This contribution analyzes one of the
peculiarities of pregnancy monitoring in Malinke country (north-west of Ivory
Coast): taboos associated with pregnancy. The data were collected from February
to July 2015 for mothers, counselors and health workers through the focus group
and semi-directive interview. The study shows that there are food and non-food
taboos associated with pregnancy. This provision is part of a preventive health
framework: the aim is to prevent the health, social and spiritual risks faced
by the mother-child couple. This objective of risk prevention is common to
modern obstetrics and traditional obstetrics. However, there are many
divergences in the typology of identified risks as well as in the explanations
of the categories of actors.
Introduction
En Côte d’Ivoire, comme dans la plupart des pays d’Afrique
Subsaharienne, les indicateurs de Santé Maternelle sont alarmants. L’EDS-MICS
de 2011-2012 relève 614 décès maternels pour 100.000 naissances vivantes
(EDS-MICS, 2013). Cet état de fait se justifie par trois grandes causes: des
causes directes, des causes indirectes et des causes sous-jacentes. Les
principales causes obstétricales directes sont les hémorragies du post-partum,
les hémorragies de la période prénatale, les grossesses extra-utérines et les
ruptures utérines. Les causes obstétricales indirectes sont causées par
l’anémie. L’anémie est la résultante de plusieurs facteurs dont le paludisme,
le VIH et une nutrition des femmes enceintes pauvre en fer. Les causes
sous-jacentes sont constituées notamment des grossesses précoces, de
l’excision, etc.
L’une des voies indiquées par les autorités sanitaires en vue de
détecter, traiter les problèmes et les complications liés à la grossesse, mais
aussi de prévenir les maladies et les complications obstétricales est la consultation prénatale (INS
et ICF international 2012). Au moins quatre consultations prénatales sont
requises au cours de la grossesse.
Cette importance de la consultation prénatale est cependant relativisée,
voire contrastée par des pratiques socioculturelles. En effet, dans le domaine
de la surveillance de la grossesse, les populations ivoiriennes adoptent un
itinéraire varié: obstétrique moderne, obstétrique traditionnelle (Guillaume,
1988). La première résulte de normes de la médecine conventionnelle. La seconde
n’est autre que la médecine de tradition africaine. Au nombre des
recommandations faites par les praticiens de médecine traditionnelle, figurent
les tabous associés à la grossesse. Ces interdits sont de divers ordres: visuel, verbal, alimentaire et relationnel chez les Akan de
Côte d’Ivoire (Abé, 2013); alimentaire, moteur, visuel, verbal et sexuel
chez les Sakata de la République Démocratique du
Congo (ex-Zaïre) (Bolakonga 1989-1990).
En Côte d’Ivoire, la situation de la Santé Maternelle est "alarmante"

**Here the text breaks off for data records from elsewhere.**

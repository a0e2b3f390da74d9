//! serialgate CLI - Command-line interface
//!
//! Runs the built-in demo engine behind the request gate. Each line read
//! from stdin becomes one request; answers are printed to stdout as the
//! worker produces them.

mod commands;
mod demo_engine;
mod error;
mod runner;

use clap::{Parser, Subcommand};
use std::path::PathBuf;

use commands::config::ConfigCommands;
use commands::run::RunArgs;

#[derive(Parser)]
#[command(name = "serialgate")]
#[command(version, about = "Serialize concurrent requests onto a single compute worker", long_about = None)]
struct Cli {
    #[command(subcommand)]
    command: Commands,
}

#[derive(Subcommand)]
enum Commands {
    /// Start the worker and answer requests read from stdin (one per line)
    Run {
        /// Config file to use instead of ~/.serialgate/config.ini
        #[arg(long)]
        config: Option<PathBuf>,

        /// Override the admission queue capacity
        #[arg(long)]
        capacity: Option<usize>,

        /// Enable debug-level logging
        #[arg(long)]
        debug: bool,
    },

    /// Manage the configuration file
    Config {
        #[command(subcommand)]
        command: ConfigCommands,
    },
}

fn main() {
    let cli = Cli::parse();

    let result = match cli.command {
        Commands::Run {
            config,
            capacity,
            debug,
        } => commands::run::run(RunArgs {
            config,
            capacity,
            debug,
        }),
        Commands::Config { command } => commands::config::run(command),
    };

    if let Err(e) = result {
        e.exit();
    }
}

#[cfg(test)]
mod tests {
    use super::*;
    use clap::CommandFactory;

    #[test]
    fn test_cli_definition_is_valid() {
        Cli::command().debug_assert();
    }

    #[test]
    fn test_parse_run_with_overrides() {
        let cli = Cli::try_parse_from([
            "serialgate",
            "run",
            "--config",
            "/tmp/gate.ini",
            "--capacity",
            "4",
            "--debug",
        ])
        .unwrap();

        match cli.command {
            Commands::Run {
                config,
                capacity,
                debug,
            } => {
                assert_eq!(config, Some(PathBuf::from("/tmp/gate.ini")));
                assert_eq!(capacity, Some(4));
                assert!(debug);
            }
            _ => panic!("expected run command"),
        }
    }

    #[test]
    fn test_parse_config_subcommand() {
        let cli = Cli::try_parse_from(["serialgate", "config", "path"]).unwrap();
        assert!(matches!(
            cli.command,
            Commands::Config {
                command: ConfigCommands::Path
            }
        ));
    }

    #[test]
    fn test_capacity_must_be_numeric() {
        assert!(Cli::try_parse_from(["serialgate", "run", "--capacity", "many"]).is_err());
    }
}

dans le nord-ouest. Selon l’EDS-MICS de 2011-2012, c’est dans cette partie du
pays qu’est relevé le taux le moins élevé de visite prénatale (76 %) (EDS-MICS,
2013). Des travaux de recherche entrepris en 2015 dans le District Sanitaire
d’Odienné ont montré que le suivi prénatal traditionnel occupe une place
prééminente dans les pratiques génésiques des femmes Malinké (CODESRIA, 2014. Personal
communication). De ce fait, les gestantes observent un ensemble de tabous. Ces
rites visent à protéger ces dernières ainsi que leurs fœtus de toutes les
influences néfastes du monde extérieur ou du monde des esprits (Charles, 2014).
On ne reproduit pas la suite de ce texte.